- The task: Scan the data for "Basic" and copy each matching line.

+++ The data +++

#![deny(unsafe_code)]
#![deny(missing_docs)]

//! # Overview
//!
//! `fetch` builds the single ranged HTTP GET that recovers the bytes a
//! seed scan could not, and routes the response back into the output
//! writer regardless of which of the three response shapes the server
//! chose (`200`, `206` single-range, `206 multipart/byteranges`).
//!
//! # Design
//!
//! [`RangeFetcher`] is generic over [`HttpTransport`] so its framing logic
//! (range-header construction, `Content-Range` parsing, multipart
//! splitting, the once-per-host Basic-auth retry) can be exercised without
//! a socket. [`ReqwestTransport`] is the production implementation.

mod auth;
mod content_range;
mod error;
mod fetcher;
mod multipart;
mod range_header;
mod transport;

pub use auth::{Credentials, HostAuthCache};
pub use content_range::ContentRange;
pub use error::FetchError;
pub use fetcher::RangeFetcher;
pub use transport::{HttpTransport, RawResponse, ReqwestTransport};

+++
+++ The data +++

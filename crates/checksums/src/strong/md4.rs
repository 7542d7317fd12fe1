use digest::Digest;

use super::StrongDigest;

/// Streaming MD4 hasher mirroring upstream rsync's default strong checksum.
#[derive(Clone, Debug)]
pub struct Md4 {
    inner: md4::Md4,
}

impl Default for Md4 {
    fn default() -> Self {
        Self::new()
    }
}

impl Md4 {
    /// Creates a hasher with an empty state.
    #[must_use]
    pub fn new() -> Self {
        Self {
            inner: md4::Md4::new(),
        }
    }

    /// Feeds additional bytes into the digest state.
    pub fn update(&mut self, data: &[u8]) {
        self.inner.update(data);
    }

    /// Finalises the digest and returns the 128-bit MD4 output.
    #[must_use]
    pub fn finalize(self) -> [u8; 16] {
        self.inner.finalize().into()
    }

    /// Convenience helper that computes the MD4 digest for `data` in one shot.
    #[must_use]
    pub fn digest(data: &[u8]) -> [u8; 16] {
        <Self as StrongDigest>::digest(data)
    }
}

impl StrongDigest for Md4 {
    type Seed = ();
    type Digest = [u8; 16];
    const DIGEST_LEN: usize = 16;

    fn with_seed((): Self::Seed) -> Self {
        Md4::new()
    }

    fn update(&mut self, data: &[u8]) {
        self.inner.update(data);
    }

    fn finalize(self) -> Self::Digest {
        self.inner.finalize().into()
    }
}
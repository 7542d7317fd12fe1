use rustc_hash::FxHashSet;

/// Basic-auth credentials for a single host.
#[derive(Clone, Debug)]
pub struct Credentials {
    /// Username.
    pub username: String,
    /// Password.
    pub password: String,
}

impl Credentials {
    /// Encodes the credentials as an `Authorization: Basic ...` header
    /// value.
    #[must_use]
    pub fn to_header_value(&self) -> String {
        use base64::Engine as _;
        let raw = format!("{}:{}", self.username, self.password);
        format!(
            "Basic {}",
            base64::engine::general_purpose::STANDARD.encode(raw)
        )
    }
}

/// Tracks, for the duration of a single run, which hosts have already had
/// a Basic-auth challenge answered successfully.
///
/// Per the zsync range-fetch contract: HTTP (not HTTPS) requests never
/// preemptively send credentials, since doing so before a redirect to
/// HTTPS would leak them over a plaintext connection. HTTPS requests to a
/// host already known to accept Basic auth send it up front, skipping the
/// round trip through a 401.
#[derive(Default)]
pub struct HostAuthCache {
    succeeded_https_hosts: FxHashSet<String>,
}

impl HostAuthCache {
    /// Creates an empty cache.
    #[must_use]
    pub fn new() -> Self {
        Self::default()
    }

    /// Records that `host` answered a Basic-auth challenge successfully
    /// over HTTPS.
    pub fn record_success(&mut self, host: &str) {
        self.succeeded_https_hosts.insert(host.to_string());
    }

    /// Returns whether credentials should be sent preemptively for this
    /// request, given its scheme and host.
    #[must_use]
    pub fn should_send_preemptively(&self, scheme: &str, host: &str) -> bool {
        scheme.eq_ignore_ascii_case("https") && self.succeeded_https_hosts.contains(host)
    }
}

+++
+++ The data +++

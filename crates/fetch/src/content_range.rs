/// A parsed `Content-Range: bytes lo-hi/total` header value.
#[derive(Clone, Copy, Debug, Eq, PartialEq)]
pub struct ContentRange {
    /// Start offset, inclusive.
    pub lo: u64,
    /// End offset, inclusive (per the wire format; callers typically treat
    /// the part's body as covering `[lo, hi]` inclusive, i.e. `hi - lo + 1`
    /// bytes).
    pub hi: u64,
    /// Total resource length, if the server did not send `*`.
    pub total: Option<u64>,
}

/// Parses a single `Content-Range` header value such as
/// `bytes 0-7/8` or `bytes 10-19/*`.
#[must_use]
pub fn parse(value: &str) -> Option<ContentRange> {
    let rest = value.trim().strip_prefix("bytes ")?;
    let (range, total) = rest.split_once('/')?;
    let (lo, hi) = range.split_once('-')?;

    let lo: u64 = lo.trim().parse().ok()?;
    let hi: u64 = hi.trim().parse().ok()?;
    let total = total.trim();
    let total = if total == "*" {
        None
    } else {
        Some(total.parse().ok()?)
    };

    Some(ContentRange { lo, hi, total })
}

+++

- Response for this exercise:
//! splitting, the once-per-host Basic-auth retry) can be exercised without
/// Basic-auth credentials for a single host.
    /// Encodes the credentials as an `Authorization: Basic ...` header
            "Basic {}",
/// a Basic-auth challenge answered successfully.
/// host already known to accept Basic auth send it up front, skipping the
    /// Records that `host` answered a Basic-auth challenge successfully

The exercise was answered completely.